Suppose there is a water tower visible to the west of you and the stacks
of a power plant visible to the south. First you take a bearing on the
water tower, then plot that bearing on your chart, with the plotted
line running through the charted location of the tower. Next you take
a second bearing on the stacks and plot that line on your chart. Since
you are on both lines-called lines of position-your exact location is
where they cross.
You don't always need two bearings to determine your position. Let's
assume you have plotted the bearing to the water tower, but haze obscures
the power plant. Look at your depth sounder. If it reads 60 feet, for
example, your location is where your bearing line crosses the 10-fathom
contour line on the chart.
Distance
off
Perhaps you are running down the coast and you know there is a shallow
area somewhere in front of you that extends out from the shoreline a
mile according to the chart. How can you tell if you are far enough
offshore to miss this hazard?
The traditional method is called bow and beam bearing. It is based on
the geometric fact that two sides of a 45° right triangle are equal.
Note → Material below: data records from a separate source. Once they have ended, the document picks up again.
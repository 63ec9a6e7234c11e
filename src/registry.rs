/*
 * Body Registry Module
 *
 * Builds the fixed set of bodies once per mount and releases their
 * resources at teardown. Bodies share one sphere geometry and each owns its
 * material. Nothing is added or removed in between.
 */

use std::rc::Rc;

use log::{debug, warn};
use nannou::prelude::*;

use crate::body::{Body, Material, SphereGeometry, WrapMode};
use crate::config::SceneConfig;
use crate::host::Host;
use crate::resources::{ResourceId, ResourceKind, ResourceTracker};

pub struct BodyRegistry {
    bodies: Vec<Body>,
    geometry: Rc<SphereGeometry>,
    spin: Vec2,
}

impl BodyRegistry {
    // Bodies are spread along x at (index - centre) * spacing, odd ones
    // raised by the stagger, all on the z = 0 plane.
    pub fn new<H: Host>(config: &SceneConfig, host: &mut H, resources: &mut ResourceTracker) -> Self {
        let sphere = &config.sphere;
        let geometry = Rc::new(SphereGeometry {
            radius: sphere.radius,
            width_segments: sphere.width_segments,
            height_segments: sphere.height_segments,
            resource: resources.acquire(ResourceKind::Geometry, "sphere geometry"),
        });

        let center = config.center_index();
        let wrap = (WrapMode::Repeat, WrapMode::Repeat);

        let bodies = config
            .bodies
            .iter()
            .enumerate()
            .map(|(index, body)| {
                let x = (index as f32 - center) * sphere.spacing;
                let y = (index % 2) as f32 * sphere.stagger;

                let (texture, texture_resource) = match host.load_texture(&body.texture, wrap) {
                    Ok(id) => {
                        let label = format!("texture {}", body.texture.display());
                        (Some(id), Some(resources.acquire(ResourceKind::Texture, label)))
                    }
                    Err(err) => {
                        warn!("{}; body {} falls back to a flat colour", err, index);
                        (None, None)
                    }
                };

                let [r, g, b] = body.fallback_color;
                let material = Material {
                    texture_path: body.texture.clone(),
                    texture,
                    texture_resource,
                    fallback_color: rgb(r, g, b),
                    roughness: sphere.roughness,
                    metalness: sphere.metalness,
                    wrap_s: wrap.0,
                    wrap_t: wrap.1,
                    resource: resources.acquire(ResourceKind::Material, format!("material {}", index)),
                };

                Body {
                    position: vec3(x, y, 0.0),
                    velocity: vec2(body.velocity[0], body.velocity[1]),
                    rotation: Vec2::ZERO,
                    geometry: Rc::clone(&geometry),
                    material,
                }
            })
            .collect::<Vec<_>>();

        debug!("Created {} bodies", bodies.len());

        Self {
            bodies,
            geometry,
            spin: vec2(sphere.spin[0], sphere.spin[1]),
        }
    }

    pub fn bodies(&self) -> &[Body] {
        &self.bodies
    }

    pub fn bodies_mut(&mut self) -> &mut [Body] {
        &mut self.bodies
    }

    pub fn len(&self) -> usize {
        self.bodies.len()
    }

    pub fn is_empty(&self) -> bool {
        self.bodies.is_empty()
    }

    pub fn geometry(&self) -> &Rc<SphereGeometry> {
        &self.geometry
    }

    pub fn spin(&self) -> Vec2 {
        self.spin
    }

    // Release every material and texture, then the shared geometry once the
    // last body holding it is gone.
    pub fn dispose<H: Host>(self, host: &mut H, resources: &mut ResourceTracker) {
        let Self { bodies, geometry, .. } = self;

        for body in bodies {
            let material = body.material;
            if let Some(texture) = material.texture {
                host.release_texture(texture);
            }
            if let Some(id) = material.texture_resource {
                release_logged(resources, id);
            }
            release_logged(resources, material.resource);
        }

        match Rc::try_unwrap(geometry) {
            Ok(geometry) => release_logged(resources, geometry.resource),
            Err(shared) => warn!("Sphere geometry still shared by {} holders", Rc::strong_count(&shared) - 1),
        }
    }
}

pub(crate) fn release_logged(resources: &mut ResourceTracker, id: ResourceId) {
    if let Err(err) = resources.release(id) {
        warn!("{}", err);
    }
}
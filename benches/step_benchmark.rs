/*
 * Rolling Spheres Benchmark
 *
 * Measures the per-frame cost of the simulation step on its own and of a
 * complete headless frame (step, draw list, reschedule).
 */

use criterion::{black_box, criterion_group, criterion_main, BenchmarkId, Criterion};
use std::path::PathBuf;

use rolling_spheres::config::BodyConfig;
use rolling_spheres::host::HeadlessHost;
use rolling_spheres::physics::step_bodies;
use rolling_spheres::{BodyRegistry, ResourceTracker, SceneConfig, SpheresController, ViewportBounds};

// A scene with n bodies, velocities varied so they hit the edges at different times
fn scene_with(n: usize) -> SceneConfig {
    let mut scene = SceneConfig::default();
    scene.bodies = (0..n)
        .map(|i| BodyConfig {
            texture: PathBuf::from(format!("body-{}.png", i)),
            velocity: [0.02 + (i % 7) as f32 * 0.01, -0.03 + (i % 5) as f32 * 0.015],
            fallback_color: [200, 200, 200],
        })
        .collect();
    scene
}

// Benchmark the stepper alone
fn bench_step(c: &mut Criterion) {
    let mut group = c.benchmark_group("step_bodies");

    for num_bodies in [3, 30, 300].iter() {
        group.bench_with_input(BenchmarkId::from_parameter(num_bodies), num_bodies, |b, &n| {
            let scene = scene_with(n);
            let mut host = HeadlessHost::new(800.0, 600.0);
            let mut resources = ResourceTracker::new();
            let mut registry = BodyRegistry::new(&scene, &mut host, &mut resources);
            let bounds = ViewportBounds::new(8.28, 6.21);
            let spin = registry.spin();

            b.iter(|| {
                black_box(step_bodies(registry.bodies_mut(), &bounds, spin));
            });
        });
    }

    group.finish();
}

// Benchmark a full frame through the controller
fn bench_frame(c: &mut Criterion) {
    let mut group = c.benchmark_group("headless_frame");

    for num_bodies in [3, 300].iter() {
        group.bench_with_input(BenchmarkId::from_parameter(num_bodies), num_bodies, |b, &n| {
            let scene = scene_with(n);
            let mut host = HeadlessHost::new(800.0, 600.0);
            let mut controller = match SpheresController::mount(&scene, &mut host) {
                Some(controller) => controller,
                None => return,
            };

            b.iter(|| {
                if let Some(handle) = host.take_due_frame() {
                    black_box(controller.on_frame(&mut host, handle));
                }
            });
        });
    }

    group.finish();
}

criterion_group!(benches, bench_step, bench_frame);
criterion_main!(benches);
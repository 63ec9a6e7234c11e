/*
 * Rolling Spheres - Module Definitions
 *
 * This file defines the module structure for the bouncing sphere animation.
 * The simulation core (bounds, bodies, stepper, render surface, lifecycle)
 * is written against the Host trait. The app module hosts it in a nannou
 * window.
 */

// Re-export key components for easier access
pub use body::Body;
pub use bounds::ViewportBounds;
pub use camera::PerspectiveCamera;
pub use config::SceneConfig;
pub use debug::DebugInfo;
pub use error::{Result, SpheresError};
pub use host::{HeadlessHost, Host};
pub use lifecycle::{LifecycleState, SpheresController};
pub use registry::BodyRegistry;
pub use renderer::{FrameSnapshot, RenderSurface};
pub use resources::{ResourceKind, ResourceTracker};
pub use app::Model;

// Define modules
pub mod body;
pub mod bounds;
pub mod camera;
pub mod config;
pub mod debug;
pub mod error;
pub mod host;
pub mod lifecycle;
pub mod physics;
pub mod registry;
pub mod renderer;
pub mod resources;
pub mod app;
pub mod ui;
pub mod input;
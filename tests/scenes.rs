use std::path::{Path, PathBuf};

use rolling_spheres::host::HeadlessHost;
use rolling_spheres::{SceneConfig, SpheresController};

/// Directory holding the images shipped with the crate
pub fn assets_dir() -> PathBuf {
    Path::new(env!("CARGO_MANIFEST_DIR")).join("assets")
}

// ==================================================================================
// Bundled textures
// ==================================================================================

#[test]
fn built_in_scene_textures_ship_in_assets() {
    let mut scene = SceneConfig::default();
    scene.resolve_textures(&assets_dir());

    for body in &scene.bodies {
        assert!(body.texture.is_file(), "missing texture {}", body.texture.display());
    }
}

#[test]
fn example_scene_textures_resolve_next_to_the_file() {
    let path = Path::new(env!("CARGO_MANIFEST_DIR")).join("scenes").join("default.yaml");
    let scene = SceneConfig::from_yaml_file(&path).unwrap();

    assert_eq!(scene.bodies.len(), 3);
    for body in &scene.bodies {
        assert!(body.texture.is_absolute());
        assert!(body.texture.is_file(), "missing texture {}", body.texture.display());
    }
}

#[test]
fn host_sees_resolved_texture_paths() {
    let mut scene = SceneConfig::default();
    scene.resolve_textures(&assets_dir());

    // Only the resolved path is known to the host, so only it can fail
    let mut host = HeadlessHost::new(800.0, 600.0).fail_texture(assets_dir().join("juniper.png"));
    let controller = SpheresController::mount(&scene, &mut host).unwrap();

    let bodies = controller.registry().unwrap().bodies();
    assert!(!bodies[0].material.is_fallback());
    assert!(bodies[1].material.is_fallback());
    assert!(!bodies[2].material.is_fallback());
}

#[test]
fn missing_scene_file_is_an_io_error() {
    let result = SceneConfig::from_yaml_file("no/such/scene.yaml");
    assert!(matches!(result, Err(rolling_spheres::SpheresError::Io(_))));
}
When some feature at or near the shoreline is 45° off the bow, you
begin keeping track of your distance through the water, either by log
or by time and speed. Note that the bearing is relative, so the bearing
compass reading will be 45° less or more than the steering compass
reading, depending on whether the shoreside feature is to port or starboard.
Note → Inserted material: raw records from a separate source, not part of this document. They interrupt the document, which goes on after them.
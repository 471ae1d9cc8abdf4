use std::collections::HashMap;

use jot_stream::{JsonReader, JsonWriter, TokenKind};

use crate::{ParseError, WriteError};

/// Writes a begin/end-array bracketed sequence, delegating each element to
/// the given strategy.
///
/// An absent list still brackets: `None` writes `[]`. Generated field code
/// guards for presence before emitting the key, so it always passes
/// `Some`; the absent case exists for direct callers.
pub fn write_list<T>(
    writer: &mut JsonWriter<'_>,
    list: Option<&[T]>,
    mut write_item: impl FnMut(&mut JsonWriter<'_>, &T) -> Result<(), WriteError>,
) -> Result<(), WriteError> {
    writer.begin_array()?;
    if let Some(list) = list {
        for item in list {
            write_item(writer, item)?;
        }
    }
    writer.end_array()?;
    Ok(())
}

/// Reads a begin/end-array bracketed sequence, delegating each element to
/// the given strategy.
///
/// A value that is not an array is skipped and reported absent. Elements
/// the strategy reports absent (nulls, kind mismatches) are dropped rather
/// than stored.
pub fn parse_list<T>(
    reader: &mut JsonReader<'_>,
    mut parse_item: impl FnMut(&mut JsonReader<'_>) -> Result<Option<T>, ParseError>,
) -> Result<Option<Vec<T>>, ParseError> {
    if reader.peek()? != TokenKind::BeginArray {
        reader.skip_value()?;
        return Ok(None);
    }
    reader.begin_array()?;
    let mut items = Vec::new();
    while reader.has_next()? {
        if let Some(item) = parse_item(reader)? {
            items.push(item);
        }
    }
    reader.end_array()?;
    Ok(Some(items))
}

/// Writes a string-keyed map as a begin/end-object bracketed sequence of
/// key/value pairs, delegating each value to the given strategy.
pub fn write_map<V>(
    writer: &mut JsonWriter<'_>,
    map: Option<&HashMap<String, V>>,
    mut write_value: impl FnMut(&mut JsonWriter<'_>, &V) -> Result<(), WriteError>,
) -> Result<(), WriteError> {
    writer.begin_object()?;
    if let Some(map) = map {
        for (key, value) in map {
            writer.name(key)?;
            write_value(writer, value)?;
        }
    }
    writer.end_object()?;
    Ok(())
}

/// Reads a string-keyed map, delegating each value to the given strategy.
///
/// A value that is not an object is skipped and reported absent. Entries
/// whose value is null, or that the strategy reports absent, are dropped.
pub fn parse_map<V>(
    reader: &mut JsonReader<'_>,
    mut parse_value: impl FnMut(&mut JsonReader<'_>) -> Result<Option<V>, ParseError>,
) -> Result<Option<HashMap<String, V>>, ParseError> {
    if reader.peek()? != TokenKind::BeginObject {
        reader.skip_value()?;
        return Ok(None);
    }
    reader.begin_object()?;
    let mut map = HashMap::new();
    while reader.has_next()? {
        let key = reader.next_name()?;
        if reader.peek()? == TokenKind::Null {
            reader.skip_value()?;
            continue;
        }
        if let Some(value) = parse_value(reader)? {
            map.insert(key, value);
        }
    }
    reader.end_object()?;
    Ok(Some(map))
}
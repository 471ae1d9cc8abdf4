//! Emission of the `write` procedure: begin-object, one null-guarded
//! block per field in declaration order, end-object.
//!
//! Primitive numeric and boolean fields have no absence state and are
//! always written; every other kind is guarded and skipped entirely when
//! absent. Container kinds recurse through the runtime helpers with a
//! synthesized per-element strategy; object kinds either call the target
//! class's generated adapter directly or delegate through the runtime
//! registry, depending on registry membership.

use proc_macro2::TokenStream;
use quote::{format_ident, quote};

use crate::model::{ClassName, Primitive, ResolvedField, TypeDesc};
use crate::path;
use crate::registry::GenContext;

pub(crate) fn write_fn_tokens(
    context: &GenContext,
    _class: &ClassName,
    fields: &[ResolvedField],
) -> TokenStream {
    let stream_ = path::stream_(&context.config.runtime_crate);
    let adapt_ = path::adapt_(&context.config.runtime_crate);
    let field_blocks = fields
        .iter()
        .map(|field| field_tokens(context, field))
        .collect::<Vec<_>>();
    quote! {
        fn write(
            writer: &mut #stream_::JsonWriter<'_>,
            adapters: &#adapt_::AdapterRegistry,
            value: ::core::option::Option<&Self>,
        ) -> ::core::result::Result<(), #adapt_::WriteError> {
            writer.begin_object()?;
            if let ::core::option::Option::Some(value) = value {
                #(#field_blocks)*
            }
            writer.end_object()?;
            ::core::result::Result::Ok(())
        }
    }
}

fn field_tokens(context: &GenContext, field: &ResolvedField) -> TokenStream {
    let key = &field.key;
    let ident = format_ident!("{}", field.ident);
    match &field.ty {
        TypeDesc::Primitive(primitive) => {
            let value_stmt = primitive_stmt(*primitive, quote!(value.#ident));
            quote! {
                writer.name(#key)?;
                #value_stmt
            }
        }
        ty => {
            let value_stmt = value_stmt(context, ty, quote!(field_value));
            quote! {
                if let ::core::option::Option::Some(field_value) = &value.#ident {
                    writer.name(#key)?;
                    #value_stmt
                }
            }
        }
    }
}

fn primitive_stmt(primitive: Primitive, expr: TokenStream) -> TokenStream {
    match primitive {
        Primitive::Bool => quote! { writer.bool_value(#expr)?; },
        Primitive::Int => quote! { writer.i64_value(i64::from(#expr))?; },
        Primitive::Long => quote! { writer.i64_value(#expr)?; },
        Primitive::Double => quote! { writer.f64_value(#expr)?; },
    }
}

/// Statement writing a present non-primitive value bound to `expr` (a
/// shared reference).
fn value_stmt(context: &GenContext, ty: &TypeDesc, expr: TokenStream) -> TokenStream {
    let adapt_ = path::adapt_(&context.config.runtime_crate);
    match ty {
        TypeDesc::Str => quote! { writer.str_value(#expr)?; },
        TypeDesc::List(elem) => {
            let item = item_closure(context, elem);
            quote! {
                #adapt_::write_list(writer, ::core::option::Option::Some(#expr.as_slice()), #item)?;
            }
        }
        TypeDesc::Map(value) => {
            let item = item_closure(context, value);
            quote! {
                #adapt_::write_map(writer, ::core::option::Option::Some(#expr), #item)?;
            }
        }
        TypeDesc::Object { name, args } if context.has_direct_adapter(name, args) => {
            let target = name.ident();
            quote! { #target::write(writer, adapters, ::core::option::Option::Some(#expr))?; }
        }
        TypeDesc::Object { .. } => {
            quote! { adapters.write_with(writer, ::core::option::Option::Some(#expr))?; }
        }
        TypeDesc::Primitive(_) | TypeDesc::Var(_) => {
            // Primitives are handled at the field level and variables are
            // resolved before emission; nothing sensible can be written.
            quote! { writer.null_value()?; }
        }
    }
}

/// Per-element strategy for list and map helpers, recursing as deep as
/// the container nesting goes.
fn item_closure(context: &GenContext, ty: &TypeDesc) -> TokenStream {
    let adapt_ = path::adapt_(&context.config.runtime_crate);
    match ty {
        TypeDesc::Primitive(primitive) => {
            let value_stmt = primitive_stmt(*primitive, quote!(*item));
            quote! {
                |writer, item| {
                    #value_stmt
                    ::core::result::Result::Ok(())
                }
            }
        }
        TypeDesc::Str => quote! {
            |writer, item| {
                writer.str_value(item)?;
                ::core::result::Result::Ok(())
            }
        },
        TypeDesc::List(elem) => {
            let inner = item_closure(context, elem);
            quote! {
                |writer, item| #adapt_::write_list(writer, ::core::option::Option::Some(item.as_slice()), #inner)
            }
        }
        TypeDesc::Map(value) => {
            let inner = item_closure(context, value);
            quote! {
                |writer, item| #adapt_::write_map(writer, ::core::option::Option::Some(item), #inner)
            }
        }
        TypeDesc::Object { name, args } if context.has_direct_adapter(name, args) => {
            let target = name.ident();
            quote! {
                |writer, item| #target::write(writer, adapters, ::core::option::Option::Some(item))
            }
        }
        TypeDesc::Object { .. } => quote! {
            |writer, item| adapters.write_with(writer, ::core::option::Option::Some(item))
        },
        TypeDesc::Var(_) => quote! {
            |writer, _item| {
                writer.null_value()?;
                ::core::result::Result::Ok(())
            }
        },
    }
}
//! Substitution of a generic ancestor's type parameters with the concrete
//! arguments a descendant supplied.
//!
//! The two lists are walked in lock-step: a type variable is located in
//! the ancestor's declared parameter list by equality of the variable
//! descriptor, and replaced with the concrete argument at the same
//! position. Containers are rebuilt with their arguments resolved in
//! original position order, recursing as deep as the nesting goes.

use tracing::debug;

use crate::error::GenError;
use crate::model::{ClassName, FieldDecl, ResolvedField, TypeDesc};

/// Resolves every inherited field of one ancestor hop.
///
/// `ancestor_concrete` is the parameterized reference the descendant
/// extends (e.g. `Factory<Video>`); `generic_params` is the ancestor's own
/// declared parameter list in declaration order (e.g. `[T]`). Fields whose
/// declared type is already concrete pass through unchanged.
///
/// A type variable that cannot be found among `generic_params` is a
/// configuration error naming the field and its enclosing class: the
/// hierarchy does not conform to the supported generic-inheritance
/// pattern, and generation for the affected class must be aborted.
pub fn resolve_inherited(
    ancestor_concrete: &TypeDesc,
    generic_params: &[TypeDesc],
    fields: &[FieldDecl],
    enclosing: &ClassName,
) -> Result<Vec<ResolvedField>, GenError> {
    let TypeDesc::Object {
        name: ancestor_name,
        args: concrete_args,
    } = ancestor_concrete
    else {
        return Err(GenError::UnsupportedType {
            ty: ancestor_concrete.to_string(),
        });
    };
    if generic_params.len() != concrete_args.len() {
        return Err(GenError::AncestorArity {
            ancestor: ancestor_name.clone(),
            expected: generic_params.len(),
            found: concrete_args.len(),
        });
    }

    fields
        .iter()
        .map(|field| {
            let ty = resolve_type(
                &field.ty,
                generic_params,
                concrete_args,
                enclosing,
                &field.ident,
            )?;
            if ty != field.ty {
                debug!(
                    class = %enclosing,
                    field = %field.ident,
                    from = %field.ty,
                    to = %ty,
                    "resolved inherited field"
                );
            }
            Ok(ResolvedField {
                ident: field.ident.clone(),
                key: field.key().to_string(),
                ty,
            })
        })
        .collect()
}

/// Rewrites one type against a substitution, for threading an ancestor's
/// own `extends` reference to the next hop.
pub(crate) fn substitute(
    ty: &TypeDesc,
    generic_params: &[TypeDesc],
    concrete_args: &[TypeDesc],
    enclosing: &ClassName,
) -> Result<TypeDesc, GenError> {
    resolve_type(ty, generic_params, concrete_args, enclosing, "<extends>")
}

fn resolve_type(
    ty: &TypeDesc,
    generic_params: &[TypeDesc],
    concrete_args: &[TypeDesc],
    enclosing: &ClassName,
    field: &str,
) -> Result<TypeDesc, GenError> {
    if ty.is_concrete() {
        return Ok(ty.clone());
    }
    match ty {
        TypeDesc::Var(var) => {
            let index = generic_params
                .iter()
                .position(|param| param == ty)
                .ok_or_else(|| GenError::UnknownTypeVariable {
                    class: enclosing.clone(),
                    field: field.to_string(),
                    var: var.clone(),
                })?;
            Ok(concrete_args[index].clone())
        }
        TypeDesc::List(elem) => Ok(TypeDesc::List(Box::new(resolve_type(
            elem,
            generic_params,
            concrete_args,
            enclosing,
            field,
        )?))),
        TypeDesc::Map(value) => Ok(TypeDesc::Map(Box::new(resolve_type(
            value,
            generic_params,
            concrete_args,
            enclosing,
            field,
        )?))),
        TypeDesc::Object { name, args } => Ok(TypeDesc::Object {
            name: name.clone(),
            args: args
                .iter()
                .map(|arg| {
                    resolve_type(arg, generic_params, concrete_args, enclosing, field)
                })
                .collect::<Result<Vec<_>, _>>()?,
        }),
        TypeDesc::Primitive(_) | TypeDesc::Str => Ok(ty.clone()),
    }
}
When the shoreside feature is abeam-bearing 90° relative to your
heading, the distance you have run is equal to the distance off.
With a hand-bearing compass, an even easier method is available. As
you pass a shoreline feature, the time in minutes it takes the bearing
to change by same number of degrees as your boat speed gives you distance
off in miles. Say what?
Here is how it works. You are motoring along at 12 knots. When the shoreline
feature you are using (at night it would be a light) is about half your
speed in degrees ahead of the beam, i.e., about 6° ahead of the
beam, you start timing your run. Let's make this easier to understand
by assuming that your heading is due south-180°-so when the marker
passes abeam on your starboard side, it will bear 270°. When it
bears 264° you note the time, noting it again when the marker bears
276°. If it took two minutes and 15 seconds for the bearing to change
12° while you were running at 12 knots(or 6° while running 6
knots, or 30° while running 30 knots), your distance from the marker
when it was abeam was 2 1/4 miles-the same as the time in minutes.
By the way, knowing you are 2 1/4 miles off gives you one line of position.
A bearing on the shoreline feature gives you a second line of position.
Where they cross is where you are.
Can't you do all of these using the boat's steering compass? The answer
to that is not very well. The accuracy of these methods depends on the
accuracy of the bearings, and a bearing compass easily provides bearing
accuracy to about 1°. Accuracy is nowhere near that good when you
are sighting over the globe of a bracket- or binnacle-mounted compass.
Where the compass is bulkhead mounted, taking bearings without pointing
the boat is virtually impossible.
For a more
complete understanding of piloting and navigation, I recommend Boat
Navigation for the Rest of Us by Captain Bill Brogdon.